Abstract

Effective cancer therapy, using surgery, radiotherapy, or chemotherapy results in the absence of macroscopic disease either at the site of the primary tumor or common distal sites of disease dissemination. Despite this initial tumor clearance, many patients will eventually relapse. Thus, small cohorts of tumor cells can survive in cryptic anatomical loci following therapy. These surviving cancer cells represent minimal residual disease (MRD). While cell-intrinsic processes are known to play decisive roles in chemotherapeutic response and drug resistance, relatively little is known about the impact of the tumor microenvironment on the persistence of MRD. Using a preclinical model of B cell lymphoma, we have been able to show that paracrine release of prosurvival cytokines protects subsets of lymphoma cells from cell death induced by genotoxic chemotherapy. Thus, while genotoxic damage can eradicate systemic disease, it can also, paradoxically, elicit prosurvival signaling in select anatomical sites. To further examine the role of the tumor microenvironment on therapeutic response, we have adapted large-scale loss of function genetic screen approaches for use in models of B cell malignancy in vivo.
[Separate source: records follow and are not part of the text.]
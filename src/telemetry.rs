//! Tracing subscriber setup.

use crate::config::LoggingConfig;
use anyhow::{Context, Result};
use tracing_appender::non_blocking::WorkerGuard;
use tracing_subscriber::fmt;
use tracing_subscriber::prelude::*;
use tracing_subscriber::EnvFilter;

const LOG_FILE_PREFIX: &str = "splitter.log";

/// `RUST_LOG` wins over the configured directive.
fn env_filter(config: &LoggingConfig) -> Result<EnvFilter> {
    EnvFilter::try_from_default_env()
        .or_else(|_| EnvFilter::try_new(&config.filter))
        .with_context(|| format!("Invalid log filter {:?}", config.filter))
}

/// Install the global subscriber.
///
/// When `config.directory` is set, logs are also written to a daily-rotated
/// file there. Keep the returned guard alive for the life of the process or
/// buffered file output is lost.
pub fn init_tracing(config: &LoggingConfig) -> Result<Option<WorkerGuard>> {
    let filter = env_filter(config)?;

    let (file_writer, guard) = match &config.directory {
        Some(directory) => {
            std::fs::create_dir_all(directory)
                .with_context(|| format!("Failed to create log directory {directory:?}"))?;
            let appender = tracing_appender::rolling::daily(directory, LOG_FILE_PREFIX);
            let (writer, guard) = tracing_appender::non_blocking(appender);
            (Some(writer), Some(guard))
        }
        None => (None, None),
    };

    let registry = tracing_subscriber::registry().with(filter);
    let installed = if config.json {
        registry
            .with(fmt::layer().json().with_target(true))
            .with(file_writer.map(|w| fmt::layer().json().with_writer(w).with_ansi(false)))
            .try_init()
    } else {
        registry
            .with(fmt::layer().with_target(true).with_line_number(true))
            .with(file_writer.map(|w| fmt::layer().with_writer(w).with_ansi(false)))
            .try_init()
    };
    installed.context("Failed to install tracing subscriber")?;

    Ok(guard)
}

#[cfg(test)]
mod tests {
    use super::*;

    #[test]
    fn test_default_filter_parses() {
        assert!(env_filter(&LoggingConfig::default()).is_ok());
    }

    #[test]
    fn test_second_install_fails() {
        let config = LoggingConfig::default();
        let first = init_tracing(&config);
        // The global default can only be set once per process.
        if first.is_ok() {
            assert!(init_tracing(&config).is_err());
        }
    }
}
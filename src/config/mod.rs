//! Configuration management for the strategy splitter.
//!
//! Loads settings from an optional `config` file and `SPLIT__` environment
//! variables. Fractions are given as decimals in `0..=1` and converted to
//! basis points when the engine is built.

use crate::clock::Clock;
use crate::splitter::{Splitter, SplitterSettings};
use crate::types::{AssetId, ControllerId, SplitterId};
use crate::utils::fixed::fraction_to_bps;
use crate::vault::{FeePolicy, Vault, MAX_FEE_BPS};
use anyhow::{Context, Result};
use rust_decimal::Decimal;
use serde::{Deserialize, Serialize};
use std::sync::Arc;

/// Main application configuration.
#[derive(Debug, Clone, Default, Serialize, Deserialize)]
pub struct Config {
    /// Share vault and fee settings
    #[serde(default)]
    pub vault: VaultConfig,
    /// Allocation policy
    #[serde(default)]
    pub splitter: SplitterConfig,
    /// Log output
    #[serde(default)]
    pub logging: LoggingConfig,
    /// State database
    #[serde(default)]
    pub persistence: PersistenceConfig,
}

#[derive(Debug, Clone, Serialize, Deserialize)]
pub struct VaultConfig {
    /// Unit of account every strategy must manage
    #[serde(default = "default_asset")]
    pub asset: String,
    /// Controller every strategy must report
    #[serde(default = "default_controller")]
    pub controller: String,
    /// Fee charged on deposits (0.0-0.05)
    #[serde(default)]
    pub deposit_fee: Decimal,
    /// Fee charged on withdrawals (0.0-0.05)
    #[serde(default)]
    pub withdraw_fee: Decimal,
    /// Portion of fees kept as insurance (0.0-1.0)
    #[serde(default = "default_insurance_fee_share")]
    pub insurance_fee_share: Decimal,
    /// Portion of total assets kept idle in the vault (0.0-1.0)
    #[serde(default)]
    pub buffer: Decimal,
}

#[derive(Debug, Clone, Serialize, Deserialize)]
pub struct SplitterConfig {
    #[serde(default = "default_splitter_id")]
    pub id: String,
    /// Delay between scheduling and admitting a strategy
    #[serde(default = "default_admission_delay_hours")]
    pub admission_delay_hours: u64,
    /// APR samples kept per strategy
    #[serde(default = "default_apr_history_len")]
    pub apr_history_len: usize,
    /// Newest samples averaged into the current APR
    #[serde(default = "default_apr_smoothing_window")]
    pub apr_smoothing_window: usize,
    /// Largest self-reported loss accepted from a strategy, as a fraction of its assets
    #[serde(default = "default_max_strategy_loss")]
    pub max_strategy_loss: Decimal,
}

#[derive(Debug, Clone, Serialize, Deserialize)]
pub struct LoggingConfig {
    /// `EnvFilter` directive used when `RUST_LOG` is unset
    #[serde(default = "default_log_filter")]
    pub filter: String,
    /// Emit JSON lines instead of human-readable output
    #[serde(default)]
    pub json: bool,
    /// Also write daily-rotated log files here
    #[serde(default)]
    pub directory: Option<String>,
}

#[derive(Debug, Clone, Serialize, Deserialize)]
pub struct PersistenceConfig {
    #[serde(default = "default_db_path")]
    pub db_path: String,
}

// Default value functions
fn default_asset() -> String {
    "USDC".to_string()
}

fn default_controller() -> String {
    "controller".to_string()
}

fn default_insurance_fee_share() -> Decimal {
    Decimal::ONE // every fee goes to insurance
}

fn default_splitter_id() -> String {
    "splitter".to_string()
}

fn default_admission_delay_hours() -> u64 {
    18
}

fn default_apr_history_len() -> usize {
    10
}

fn default_apr_smoothing_window() -> usize {
    3
}

fn default_max_strategy_loss() -> Decimal {
    Decimal::new(5, 2) // 0.05
}

fn default_log_filter() -> String {
    "info".to_string()
}

fn default_db_path() -> String {
    "data/splitter_state.db".to_string()
}

impl Default for VaultConfig {
    fn default() -> Self {
        Self {
            asset: default_asset(),
            controller: default_controller(),
            deposit_fee: Decimal::ZERO,
            withdraw_fee: Decimal::ZERO,
            insurance_fee_share: default_insurance_fee_share(),
            buffer: Decimal::ZERO,
        }
    }
}

impl Default for SplitterConfig {
    fn default() -> Self {
        Self {
            id: default_splitter_id(),
            admission_delay_hours: default_admission_delay_hours(),
            apr_history_len: default_apr_history_len(),
            apr_smoothing_window: default_apr_smoothing_window(),
            max_strategy_loss: default_max_strategy_loss(),
        }
    }
}

impl Default for LoggingConfig {
    fn default() -> Self {
        Self {
            filter: default_log_filter(),
            json: false,
            directory: None,
        }
    }
}

impl Default for PersistenceConfig {
    fn default() -> Self {
        Self {
            db_path: default_db_path(),
        }
    }
}

fn to_bps(name: &str, fraction: Decimal) -> Result<u32> {
    fraction_to_bps(fraction).with_context(|| format!("{name} must be between 0 and 1, got {fraction}"))
}

impl Config {
    /// Load configuration from environment variables and config files.
    pub fn load() -> Result<Self> {
        dotenvy::dotenv().ok();

        let config = config::Config::builder()
            .add_source(config::File::with_name("config").required(false))
            .add_source(config::Environment::default().separator("__").prefix("SPLIT"))
            .build()
            .context("Failed to build configuration")?;

        config
            .try_deserialize()
            .context("Failed to deserialize configuration")
    }

    /// Validate configuration values.
    pub fn validate(&self) -> Result<()> {
        let fees = self.vault.fee_policy()?;
        anyhow::ensure!(
            fees.deposit_fee_bps <= MAX_FEE_BPS && fees.withdraw_fee_bps <= MAX_FEE_BPS,
            "deposit_fee and withdraw_fee must not exceed {MAX_FEE_BPS} bps"
        );
        to_bps("buffer", self.vault.buffer)?;

        anyhow::ensure!(
            self.splitter.apr_history_len >= 1,
            "apr_history_len must be at least 1"
        );
        anyhow::ensure!(
            self.splitter.apr_smoothing_window >= 1
                && self.splitter.apr_smoothing_window <= self.splitter.apr_history_len,
            "apr_smoothing_window must be >= 1 and <= apr_history_len"
        );
        self.splitter.settings()?;

        anyhow::ensure!(!self.vault.asset.is_empty(), "asset must not be empty");
        anyhow::ensure!(!self.splitter.id.is_empty(), "splitter id must not be empty");

        Ok(())
    }

    /// Build an empty vault and splitter from this configuration.
    pub fn build_vault(&self, clock: Arc<dyn Clock>) -> Result<Vault> {
        self.validate()?;
        let splitter = Splitter::new(
            SplitterId::new(self.splitter.id.as_str()),
            AssetId::new(self.vault.asset.as_str()),
            ControllerId::new(self.vault.controller.as_str()),
            self.splitter.settings()?,
            clock,
        );
        let buffer_bps = to_bps("buffer", self.vault.buffer)?;
        Vault::new(splitter, self.vault.fee_policy()?, buffer_bps).context("Invalid vault parameters")
    }
}

impl VaultConfig {
    pub fn fee_policy(&self) -> Result<FeePolicy> {
        Ok(FeePolicy {
            deposit_fee_bps: to_bps("deposit_fee", self.deposit_fee)?,
            withdraw_fee_bps: to_bps("withdraw_fee", self.withdraw_fee)?,
            insurance_share_bps: to_bps("insurance_fee_share", self.insurance_fee_share)?,
        })
    }
}

impl SplitterConfig {
    pub fn settings(&self) -> Result<SplitterSettings> {
        Ok(SplitterSettings {
            admission_delay_secs: self
                .admission_delay_hours
                .checked_mul(3_600)
                .context("admission_delay_hours is too large")?,
            apr_history_len: self.apr_history_len,
            apr_smoothing_window: self.apr_smoothing_window,
            max_strategy_loss_bps: to_bps("max_strategy_loss", self.max_strategy_loss)?,
        })
    }
}
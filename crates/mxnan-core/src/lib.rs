//! mxnan Core Library
//!
//! Core types, configuration, and error handling shared by the content
//! loader, the Leptos app and the server binary.

pub mod config;
pub mod error;
pub mod frontmatter;
pub mod html;
pub mod post;
pub mod source;

pub use config::Config;
pub use error::{CoreError, Result};
pub use frontmatter::Frontmatter;
pub use post::{ContentBlock, Post, PostSummary, TocEntry};
pub use source::BlogSource;
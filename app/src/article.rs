//! Blog post layout: header, back links, content blocks and the TOC panel.

use leptos::{ev, prelude::*};
use leptos_router::components::A;
use mxnan_core::{ContentBlock, Post};

use crate::{
    clipboard::{CopyButton, inline_copy_target, spawn_copy},
    icons::{Icon, IconKind},
    toast::Toaster,
    toc::{DeferredPanel, TableOfContents},
};

/// Target of every back link on a post page.
pub const BLOG_INDEX_PATH: &str = "/blogs";

/// Where a back link is drawn; each placement is visible at different widths.
#[derive(Debug, Clone, Copy, PartialEq, Eq)]
pub enum BackLinkPlacement {
    /// Pinned to the left edge on wide screens.
    Fixed,
    /// Above the header on narrow screens.
    Top,
    /// Below the content on narrow screens.
    Bottom,
}

impl BackLinkPlacement {
    pub const ALL: [BackLinkPlacement; 3] = [Self::Fixed, Self::Top, Self::Bottom];

    pub fn class(self) -> &'static str {
        match self {
            Self::Fixed => {
                "back-link hidden lg:flex fixed left-8 top-32 items-center gap-2 text-sm"
            }
            Self::Top => "back-link flex lg:hidden items-center gap-2 text-sm mb-8",
            Self::Bottom => "back-link flex lg:hidden items-center gap-2 text-sm mt-12",
        }
    }
}

/// Chip text for a tag.
pub fn tag_label(tag: &str) -> String {
    format!("#{tag}")
}

#[component]
pub fn BackLink(placement: BackLinkPlacement) -> impl IntoView {
    view! {
      <A href=BLOG_INDEX_PATH attr:class=placement.class()>
        <Icon kind=IconKind::CircleArrowLeft />
        <span>"Back to blogs"</span>
      </A>
    }
}

#[component]
pub fn PostHeader(
    title: String,
    description: String,
    date: String,
    tags: Vec<String>,
    image: Option<String>,
) -> impl IntoView {
    let has_date = !date.is_empty();

    view! {
      <header class="post-header mb-10">
        {image
          .map(|src| {
            view! {
              <img src=src alt="" class="post-image w-full rounded-lg mb-6 object-cover" />
            }
          })}
        <h1 class="post-title text-4xl font-bold mb-3">{title}</h1>
        <p class="post-description text-lg text-gray-500 mb-4">{description}</p>
        <Show when=move || has_date>
          <time class="post-date text-sm text-gray-400">{date.clone()}</time>
        </Show>
        <ul class="post-tags flex flex-wrap gap-2 mt-4">
          {tags
            .iter()
            .map(|tag| {
              view! {
                <li class="tag-chip rounded-full px-3 py-1 text-xs bg-gray-100 dark:bg-gray-800">
                  {tag_label(tag)}
                </li>
              }
            })
            .collect_view()}
        </ul>
      </header>
    }
}

/// A highlighted code block with a copy button bound to its id.
#[component]
pub fn CodeBlock(
    #[prop(into)] id: String,
    lang: Option<String>,
    #[prop(into)] html: String,
) -> impl IntoView {
    view! {
      <div class="code-block relative my-6">
        {lang.map(|lang| view! { <span class="code-lang absolute top-2 left-3 text-xs">{lang}</span> })}
        <div id=id.clone() class="code-content overflow-x-auto" inner_html=html></div>
        <CopyButton target=id />
      </div>
    }
}

#[component]
pub fn PostBody(blocks: Vec<ContentBlock>) -> impl IntoView {
    let toaster = Toaster::expect();
    let on_click = move |ev: ev::MouseEvent| {
        if let Some(id) = inline_copy_target(&ev) {
            spawn_copy(toaster, id);
        }
    };

    view! {
      <div class="post-body prose dark:prose-invert max-w-none" on:click=on_click>
        {blocks
          .into_iter()
          .map(|block| match block {
            ContentBlock::Html { html } => {
              view! { <div class="prose-block" inner_html=html></div> }.into_any()
            }
            ContentBlock::Code { id, lang, html } => {
              view! { <CodeBlock id=id lang=lang html=html /> }.into_any()
            }
          })
          .collect_view()}
      </div>
    }
}

/// Full post page body.
#[component]
pub fn BlogPost(post: Post, #[prop(default = true)] supports_deferred: bool) -> impl IntoView {
    let date = post.date_label();
    let Post {
        title,
        description,
        tags,
        image,
        blocks,
        toc,
        ..
    } = post;

    view! {
      <div class="blog-post relative">
        <BackLink placement=BackLinkPlacement::Fixed />
        <article class="max-w-3xl mx-auto px-4 py-12">
          <BackLink placement=BackLinkPlacement::Top />
          <PostHeader
            title=title
            description=description
            date=date
            tags=tags
            image=image
          />
          <PostBody blocks=blocks />
          <BackLink placement=BackLinkPlacement::Bottom />
        </article>
        <aside class="toc-panel hidden xl:block fixed right-8 top-32 w-64">
          <DeferredPanel supports_deferred=supports_deferred>
            <TableOfContents entries=toc.clone() />
          </DeferredPanel>
        </aside>
      </div>
    }
}

#[cfg(test)]
mod tests {
    use super::*;

    #[test]
    fn test_back_link_placements_are_distinct() {
        let classes: Vec<_> = BackLinkPlacement::ALL.iter().map(|p| p.class()).collect();
        assert_eq!(classes.len(), 3);
        assert_ne!(classes[0], classes[1]);
        assert_ne!(classes[1], classes[2]);
        assert!(classes[0].contains("hidden lg:flex"));
        assert!(classes[1].contains("lg:hidden"));
        assert!(classes[2].contains("lg:hidden"));
    }

    #[test]
    fn test_tag_label() {
        assert_eq!(tag_label("rust"), "#rust");
    }
}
Specifically, we have made use of comprehensive shRNA libraries to target the genome in an unbiased manner. By introducing large shRNA pools into leukemia cells and transplanting modified cells into syngeneic recipients, we could identify up to 9,000 unique hairpins in individual mice, suggesting that library diversity can be maintained in this setting, and that genome-scale shRNA libraries can be screened in vivo. Genes identified using this approach represent central mediators of leukemia cell survival and potential cancer drug targets.